**TASK PROMPT:** Repeat only the lines running from the beginning of the material through the line that contains "a binary flag.".

╭──

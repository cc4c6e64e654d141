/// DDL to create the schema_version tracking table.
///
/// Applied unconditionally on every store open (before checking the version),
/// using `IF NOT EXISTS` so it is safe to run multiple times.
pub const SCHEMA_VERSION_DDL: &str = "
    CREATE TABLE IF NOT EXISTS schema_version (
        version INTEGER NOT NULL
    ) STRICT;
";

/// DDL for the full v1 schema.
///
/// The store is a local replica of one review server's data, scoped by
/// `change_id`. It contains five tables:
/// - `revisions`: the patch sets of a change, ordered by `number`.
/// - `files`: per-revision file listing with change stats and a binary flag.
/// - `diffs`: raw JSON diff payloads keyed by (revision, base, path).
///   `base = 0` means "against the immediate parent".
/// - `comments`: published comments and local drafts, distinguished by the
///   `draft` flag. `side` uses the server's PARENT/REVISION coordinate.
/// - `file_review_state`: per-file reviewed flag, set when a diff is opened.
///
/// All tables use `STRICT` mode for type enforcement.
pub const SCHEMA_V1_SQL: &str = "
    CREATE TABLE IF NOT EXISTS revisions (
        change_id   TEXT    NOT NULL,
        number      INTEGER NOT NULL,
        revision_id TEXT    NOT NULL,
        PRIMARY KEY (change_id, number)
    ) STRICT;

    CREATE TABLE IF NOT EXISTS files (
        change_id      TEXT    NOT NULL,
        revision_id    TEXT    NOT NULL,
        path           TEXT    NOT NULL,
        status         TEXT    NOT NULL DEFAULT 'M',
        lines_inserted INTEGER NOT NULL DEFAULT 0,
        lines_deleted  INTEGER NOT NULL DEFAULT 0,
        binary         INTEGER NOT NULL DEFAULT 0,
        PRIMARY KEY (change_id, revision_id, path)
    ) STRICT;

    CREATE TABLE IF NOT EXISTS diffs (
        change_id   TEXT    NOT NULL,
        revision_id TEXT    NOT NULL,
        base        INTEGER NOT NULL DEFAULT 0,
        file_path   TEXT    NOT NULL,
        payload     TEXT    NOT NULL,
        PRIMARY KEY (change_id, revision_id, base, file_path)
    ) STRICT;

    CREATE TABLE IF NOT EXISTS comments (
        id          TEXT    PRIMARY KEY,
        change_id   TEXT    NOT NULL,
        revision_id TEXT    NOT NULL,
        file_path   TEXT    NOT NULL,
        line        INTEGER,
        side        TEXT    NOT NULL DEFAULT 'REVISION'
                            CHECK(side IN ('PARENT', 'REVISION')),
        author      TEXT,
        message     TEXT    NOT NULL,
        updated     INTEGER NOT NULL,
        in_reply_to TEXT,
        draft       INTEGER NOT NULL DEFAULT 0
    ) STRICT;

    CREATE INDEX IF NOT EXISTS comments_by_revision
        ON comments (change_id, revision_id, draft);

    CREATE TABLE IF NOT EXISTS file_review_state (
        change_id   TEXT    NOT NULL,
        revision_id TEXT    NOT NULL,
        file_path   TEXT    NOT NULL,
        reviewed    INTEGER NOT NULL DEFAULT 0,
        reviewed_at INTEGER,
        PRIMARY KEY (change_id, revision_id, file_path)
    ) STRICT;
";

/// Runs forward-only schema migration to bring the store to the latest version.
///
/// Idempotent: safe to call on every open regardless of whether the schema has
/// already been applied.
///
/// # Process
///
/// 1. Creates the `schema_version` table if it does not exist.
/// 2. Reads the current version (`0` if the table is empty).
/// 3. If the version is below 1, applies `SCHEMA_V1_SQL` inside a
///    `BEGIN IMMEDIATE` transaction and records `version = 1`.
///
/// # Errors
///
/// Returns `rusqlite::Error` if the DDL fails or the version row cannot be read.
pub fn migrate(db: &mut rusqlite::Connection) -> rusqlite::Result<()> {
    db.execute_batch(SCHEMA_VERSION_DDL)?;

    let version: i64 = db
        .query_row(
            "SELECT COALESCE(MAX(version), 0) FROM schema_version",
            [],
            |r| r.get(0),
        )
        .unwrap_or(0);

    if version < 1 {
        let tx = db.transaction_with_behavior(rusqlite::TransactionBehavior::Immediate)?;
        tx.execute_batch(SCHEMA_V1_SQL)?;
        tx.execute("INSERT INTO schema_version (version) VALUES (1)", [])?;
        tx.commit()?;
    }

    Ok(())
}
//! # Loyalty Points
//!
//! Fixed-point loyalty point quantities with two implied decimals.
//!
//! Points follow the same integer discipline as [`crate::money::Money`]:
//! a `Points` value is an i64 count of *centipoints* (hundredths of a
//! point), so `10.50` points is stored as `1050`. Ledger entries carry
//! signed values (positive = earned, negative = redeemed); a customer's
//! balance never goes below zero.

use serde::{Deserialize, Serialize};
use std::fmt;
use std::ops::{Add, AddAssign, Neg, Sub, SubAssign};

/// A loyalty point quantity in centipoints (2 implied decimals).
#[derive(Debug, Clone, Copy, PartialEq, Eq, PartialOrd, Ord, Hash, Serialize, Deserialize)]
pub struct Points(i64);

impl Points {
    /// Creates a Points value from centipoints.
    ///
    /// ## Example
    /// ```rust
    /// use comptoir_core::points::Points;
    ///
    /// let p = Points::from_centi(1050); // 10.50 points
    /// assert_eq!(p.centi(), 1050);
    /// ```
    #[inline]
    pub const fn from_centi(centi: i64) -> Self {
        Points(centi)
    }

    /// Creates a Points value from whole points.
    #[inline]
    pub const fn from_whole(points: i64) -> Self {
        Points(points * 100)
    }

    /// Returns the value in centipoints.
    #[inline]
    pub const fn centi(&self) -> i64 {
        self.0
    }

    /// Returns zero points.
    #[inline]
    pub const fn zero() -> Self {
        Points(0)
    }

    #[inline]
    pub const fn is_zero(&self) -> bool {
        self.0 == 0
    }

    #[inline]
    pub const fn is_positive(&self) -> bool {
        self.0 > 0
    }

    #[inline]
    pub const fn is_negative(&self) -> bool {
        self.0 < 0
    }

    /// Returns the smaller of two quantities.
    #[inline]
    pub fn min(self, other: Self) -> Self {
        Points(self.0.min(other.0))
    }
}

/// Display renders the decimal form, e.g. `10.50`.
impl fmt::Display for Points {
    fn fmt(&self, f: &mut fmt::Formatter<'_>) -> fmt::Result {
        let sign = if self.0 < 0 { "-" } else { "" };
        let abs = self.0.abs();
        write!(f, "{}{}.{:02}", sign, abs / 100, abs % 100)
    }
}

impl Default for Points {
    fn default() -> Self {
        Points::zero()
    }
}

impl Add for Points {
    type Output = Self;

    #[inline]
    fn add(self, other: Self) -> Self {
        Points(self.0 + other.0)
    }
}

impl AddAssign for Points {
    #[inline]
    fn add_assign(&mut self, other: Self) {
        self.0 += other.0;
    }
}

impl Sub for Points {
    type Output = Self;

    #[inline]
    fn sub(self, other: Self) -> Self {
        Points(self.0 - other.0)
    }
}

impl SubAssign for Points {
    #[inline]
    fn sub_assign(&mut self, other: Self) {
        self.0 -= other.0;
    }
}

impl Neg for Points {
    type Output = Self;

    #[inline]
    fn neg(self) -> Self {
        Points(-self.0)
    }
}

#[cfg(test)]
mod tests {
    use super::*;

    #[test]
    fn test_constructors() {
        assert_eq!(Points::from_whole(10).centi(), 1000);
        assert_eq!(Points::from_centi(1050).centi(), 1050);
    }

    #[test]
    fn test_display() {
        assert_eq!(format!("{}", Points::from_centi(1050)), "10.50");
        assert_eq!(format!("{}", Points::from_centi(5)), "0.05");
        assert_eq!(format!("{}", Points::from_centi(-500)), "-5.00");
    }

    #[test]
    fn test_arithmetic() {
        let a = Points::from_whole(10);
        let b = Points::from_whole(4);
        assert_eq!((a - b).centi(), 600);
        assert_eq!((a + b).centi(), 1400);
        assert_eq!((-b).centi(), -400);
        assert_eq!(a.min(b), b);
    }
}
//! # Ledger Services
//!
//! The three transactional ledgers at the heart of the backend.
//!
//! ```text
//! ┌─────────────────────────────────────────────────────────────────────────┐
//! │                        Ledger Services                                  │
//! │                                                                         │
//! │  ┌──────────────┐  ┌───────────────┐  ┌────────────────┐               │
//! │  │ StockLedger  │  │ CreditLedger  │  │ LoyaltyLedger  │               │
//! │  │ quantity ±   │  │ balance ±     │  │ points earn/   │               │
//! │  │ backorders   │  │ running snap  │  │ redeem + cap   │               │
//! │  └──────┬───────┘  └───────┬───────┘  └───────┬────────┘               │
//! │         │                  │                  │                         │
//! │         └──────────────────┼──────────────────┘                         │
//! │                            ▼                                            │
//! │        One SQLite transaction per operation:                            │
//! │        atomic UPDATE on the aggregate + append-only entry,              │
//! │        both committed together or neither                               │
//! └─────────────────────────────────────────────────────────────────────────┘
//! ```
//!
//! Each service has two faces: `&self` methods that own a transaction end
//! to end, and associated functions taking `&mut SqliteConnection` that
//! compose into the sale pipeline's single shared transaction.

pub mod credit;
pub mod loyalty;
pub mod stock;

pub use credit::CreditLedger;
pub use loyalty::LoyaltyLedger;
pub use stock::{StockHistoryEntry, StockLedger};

╰──

**TASK SOLUTION:**
repository cc4c6e64e654d141
/// DDL to create the schema_version tracking table.
///
/// Applied unconditionally on every store open (before checking the version),
/// using `IF NOT EXISTS` so it is safe to run multiple times.
pub const SCHEMA_VERSION_DDL: &str = "
    CREATE TABLE IF NOT EXISTS schema_version (
        version INTEGER NOT NULL
    ) STRICT;
";

/// DDL for the full v1 schema.
///
/// The store is a local replica of one review server's data, scoped by
/// `change_id`. It contains five tables:
/// - `revisions`: the patch sets of a change, ordered by `number`.
/// - `files`: per-revision file listing with change stats and a binary flag.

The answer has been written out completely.